DATASET EXCERPTS START

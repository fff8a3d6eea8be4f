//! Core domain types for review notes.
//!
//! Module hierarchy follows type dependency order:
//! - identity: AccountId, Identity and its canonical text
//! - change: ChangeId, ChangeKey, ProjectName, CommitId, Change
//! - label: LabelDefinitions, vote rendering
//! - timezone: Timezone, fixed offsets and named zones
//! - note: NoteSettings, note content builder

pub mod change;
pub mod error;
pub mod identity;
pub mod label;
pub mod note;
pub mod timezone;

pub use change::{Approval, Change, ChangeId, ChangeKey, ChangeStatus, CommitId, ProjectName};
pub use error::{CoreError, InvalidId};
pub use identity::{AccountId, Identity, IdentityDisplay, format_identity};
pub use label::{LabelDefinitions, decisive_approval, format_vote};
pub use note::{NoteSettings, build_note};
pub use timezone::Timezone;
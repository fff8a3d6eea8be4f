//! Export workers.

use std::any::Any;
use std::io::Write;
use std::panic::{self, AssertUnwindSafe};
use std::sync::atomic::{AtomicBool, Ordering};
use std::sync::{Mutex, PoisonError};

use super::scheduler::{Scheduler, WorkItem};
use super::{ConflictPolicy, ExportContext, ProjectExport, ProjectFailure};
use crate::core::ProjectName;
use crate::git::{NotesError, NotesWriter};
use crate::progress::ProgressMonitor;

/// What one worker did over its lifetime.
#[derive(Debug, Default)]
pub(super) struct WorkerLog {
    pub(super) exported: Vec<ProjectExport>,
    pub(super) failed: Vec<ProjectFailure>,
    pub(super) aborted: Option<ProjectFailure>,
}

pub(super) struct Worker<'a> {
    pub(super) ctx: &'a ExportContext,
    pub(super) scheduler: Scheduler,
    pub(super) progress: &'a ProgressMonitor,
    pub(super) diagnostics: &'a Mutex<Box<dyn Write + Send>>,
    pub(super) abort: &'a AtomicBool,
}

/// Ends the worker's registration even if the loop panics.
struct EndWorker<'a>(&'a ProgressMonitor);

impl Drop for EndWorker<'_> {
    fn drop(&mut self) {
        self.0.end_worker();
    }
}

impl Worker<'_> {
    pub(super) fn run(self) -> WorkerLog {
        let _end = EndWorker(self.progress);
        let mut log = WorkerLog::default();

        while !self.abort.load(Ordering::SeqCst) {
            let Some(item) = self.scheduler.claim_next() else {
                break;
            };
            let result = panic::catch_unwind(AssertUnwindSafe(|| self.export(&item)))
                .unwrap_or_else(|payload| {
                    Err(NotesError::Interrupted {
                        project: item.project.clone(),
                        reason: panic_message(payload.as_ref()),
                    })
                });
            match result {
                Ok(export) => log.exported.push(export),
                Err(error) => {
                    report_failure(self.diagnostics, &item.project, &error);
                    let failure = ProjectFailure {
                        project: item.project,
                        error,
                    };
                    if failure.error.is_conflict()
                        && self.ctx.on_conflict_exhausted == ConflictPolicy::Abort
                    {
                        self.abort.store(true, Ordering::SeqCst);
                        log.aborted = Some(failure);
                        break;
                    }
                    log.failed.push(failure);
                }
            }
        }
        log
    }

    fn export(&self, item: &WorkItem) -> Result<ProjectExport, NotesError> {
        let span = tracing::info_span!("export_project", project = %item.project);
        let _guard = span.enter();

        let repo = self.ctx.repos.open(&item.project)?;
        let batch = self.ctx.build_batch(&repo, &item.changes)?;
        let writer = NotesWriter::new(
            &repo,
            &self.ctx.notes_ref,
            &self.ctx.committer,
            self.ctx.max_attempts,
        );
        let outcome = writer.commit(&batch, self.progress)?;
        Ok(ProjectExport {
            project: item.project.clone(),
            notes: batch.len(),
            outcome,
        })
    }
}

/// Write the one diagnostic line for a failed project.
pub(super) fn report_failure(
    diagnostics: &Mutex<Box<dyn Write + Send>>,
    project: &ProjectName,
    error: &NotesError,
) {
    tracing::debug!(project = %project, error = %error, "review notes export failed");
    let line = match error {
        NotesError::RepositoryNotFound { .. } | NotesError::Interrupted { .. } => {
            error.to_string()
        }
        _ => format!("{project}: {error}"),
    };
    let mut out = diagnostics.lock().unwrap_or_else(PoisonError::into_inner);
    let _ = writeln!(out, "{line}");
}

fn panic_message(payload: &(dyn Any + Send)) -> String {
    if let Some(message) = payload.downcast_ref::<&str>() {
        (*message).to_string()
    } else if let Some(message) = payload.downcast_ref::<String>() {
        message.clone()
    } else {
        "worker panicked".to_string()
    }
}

DATASET EXCERPTS END

*ASSIGNMENT*
Check each line above for the word "timezone" and say how many have it, with nothing else.

*OUTPUT*
3